THE PROBLEM: Those lines of the material below that fall between its first line and the line with "use tempfile::tempdir;", both included, are to be repeated exactly.

═══ MATERIAL FOR THIS EXERCISE

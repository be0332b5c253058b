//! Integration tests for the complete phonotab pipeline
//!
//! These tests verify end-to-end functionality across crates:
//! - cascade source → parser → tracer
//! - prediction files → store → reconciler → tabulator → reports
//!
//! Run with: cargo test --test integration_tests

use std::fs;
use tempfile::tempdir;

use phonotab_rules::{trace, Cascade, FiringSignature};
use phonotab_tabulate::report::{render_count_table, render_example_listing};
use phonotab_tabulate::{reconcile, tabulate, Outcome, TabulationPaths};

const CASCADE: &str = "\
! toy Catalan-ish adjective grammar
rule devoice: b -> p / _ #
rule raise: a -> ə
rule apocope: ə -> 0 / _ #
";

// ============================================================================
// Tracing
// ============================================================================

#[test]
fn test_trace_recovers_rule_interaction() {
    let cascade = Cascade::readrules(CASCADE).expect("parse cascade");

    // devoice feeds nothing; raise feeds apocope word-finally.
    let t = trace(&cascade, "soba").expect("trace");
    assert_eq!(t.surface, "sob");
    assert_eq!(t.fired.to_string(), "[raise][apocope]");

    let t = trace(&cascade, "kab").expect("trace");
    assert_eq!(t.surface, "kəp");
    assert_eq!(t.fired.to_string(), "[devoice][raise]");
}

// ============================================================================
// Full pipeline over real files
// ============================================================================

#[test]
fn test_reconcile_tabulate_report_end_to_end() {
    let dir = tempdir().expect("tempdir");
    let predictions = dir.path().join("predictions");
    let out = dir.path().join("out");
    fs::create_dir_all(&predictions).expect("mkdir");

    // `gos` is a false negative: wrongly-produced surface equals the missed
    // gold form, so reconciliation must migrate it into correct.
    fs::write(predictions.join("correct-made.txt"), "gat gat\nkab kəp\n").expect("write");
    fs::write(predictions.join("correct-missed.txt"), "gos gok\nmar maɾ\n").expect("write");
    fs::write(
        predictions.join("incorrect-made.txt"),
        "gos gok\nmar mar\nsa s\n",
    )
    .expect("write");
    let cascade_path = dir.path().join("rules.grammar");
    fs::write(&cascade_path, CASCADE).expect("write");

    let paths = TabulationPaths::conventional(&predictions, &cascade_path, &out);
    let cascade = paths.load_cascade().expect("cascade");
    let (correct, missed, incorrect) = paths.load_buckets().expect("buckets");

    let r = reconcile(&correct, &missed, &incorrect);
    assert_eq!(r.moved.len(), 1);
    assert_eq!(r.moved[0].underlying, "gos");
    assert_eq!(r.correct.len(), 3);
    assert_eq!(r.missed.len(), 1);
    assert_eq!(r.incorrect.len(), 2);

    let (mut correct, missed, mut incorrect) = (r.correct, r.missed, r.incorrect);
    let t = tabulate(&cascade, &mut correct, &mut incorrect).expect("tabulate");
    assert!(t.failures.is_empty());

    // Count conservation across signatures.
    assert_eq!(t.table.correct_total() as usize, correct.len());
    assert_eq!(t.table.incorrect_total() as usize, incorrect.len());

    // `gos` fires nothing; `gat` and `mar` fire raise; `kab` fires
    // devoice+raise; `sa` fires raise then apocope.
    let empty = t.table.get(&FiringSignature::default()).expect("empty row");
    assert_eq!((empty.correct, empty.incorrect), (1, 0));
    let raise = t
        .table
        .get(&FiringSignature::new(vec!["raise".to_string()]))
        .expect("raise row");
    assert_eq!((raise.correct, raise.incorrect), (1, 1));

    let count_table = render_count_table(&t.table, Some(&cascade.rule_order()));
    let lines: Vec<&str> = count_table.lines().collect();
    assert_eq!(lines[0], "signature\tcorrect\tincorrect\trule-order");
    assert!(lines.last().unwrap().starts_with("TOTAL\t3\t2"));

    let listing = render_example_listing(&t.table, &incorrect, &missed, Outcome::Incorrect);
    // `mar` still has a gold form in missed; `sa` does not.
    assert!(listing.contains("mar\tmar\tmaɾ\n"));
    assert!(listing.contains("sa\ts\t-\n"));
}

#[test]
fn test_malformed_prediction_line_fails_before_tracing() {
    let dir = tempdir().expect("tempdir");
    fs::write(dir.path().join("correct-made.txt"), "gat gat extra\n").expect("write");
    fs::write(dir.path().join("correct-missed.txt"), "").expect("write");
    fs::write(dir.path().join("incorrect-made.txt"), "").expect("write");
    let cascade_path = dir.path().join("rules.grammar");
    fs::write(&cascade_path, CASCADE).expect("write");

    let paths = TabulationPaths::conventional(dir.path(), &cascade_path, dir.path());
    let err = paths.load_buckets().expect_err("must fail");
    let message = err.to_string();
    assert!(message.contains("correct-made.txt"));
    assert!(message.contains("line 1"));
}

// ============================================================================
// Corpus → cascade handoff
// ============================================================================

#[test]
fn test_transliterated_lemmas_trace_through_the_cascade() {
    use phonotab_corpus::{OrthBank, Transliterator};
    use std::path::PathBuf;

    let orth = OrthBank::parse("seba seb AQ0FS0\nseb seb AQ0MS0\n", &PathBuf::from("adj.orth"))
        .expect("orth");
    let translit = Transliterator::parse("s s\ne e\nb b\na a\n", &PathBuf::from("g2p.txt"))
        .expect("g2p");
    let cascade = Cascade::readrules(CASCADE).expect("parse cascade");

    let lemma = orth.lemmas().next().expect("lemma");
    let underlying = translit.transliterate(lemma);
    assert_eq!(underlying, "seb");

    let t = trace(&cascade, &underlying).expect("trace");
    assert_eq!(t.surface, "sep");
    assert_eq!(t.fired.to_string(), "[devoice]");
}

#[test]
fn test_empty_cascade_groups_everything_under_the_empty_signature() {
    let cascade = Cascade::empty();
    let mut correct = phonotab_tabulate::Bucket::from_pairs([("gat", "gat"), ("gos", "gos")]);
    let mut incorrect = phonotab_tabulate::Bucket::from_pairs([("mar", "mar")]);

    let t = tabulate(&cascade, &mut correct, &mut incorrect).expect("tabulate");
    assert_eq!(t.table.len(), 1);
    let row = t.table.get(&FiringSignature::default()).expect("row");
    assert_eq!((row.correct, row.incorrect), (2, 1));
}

══════

RESULT OF THIS TASK:
repository be0332b5c253058b
//! Integration tests for the complete phonotab pipeline
//!
//! These tests verify end-to-end functionality across crates:
//! - cascade source → parser → tracer
//! - prediction files → store → reconciler → tabulator → reports
//!
//! Run with: cargo test --test integration_tests

use std::fs;
use tempfile::tempdir;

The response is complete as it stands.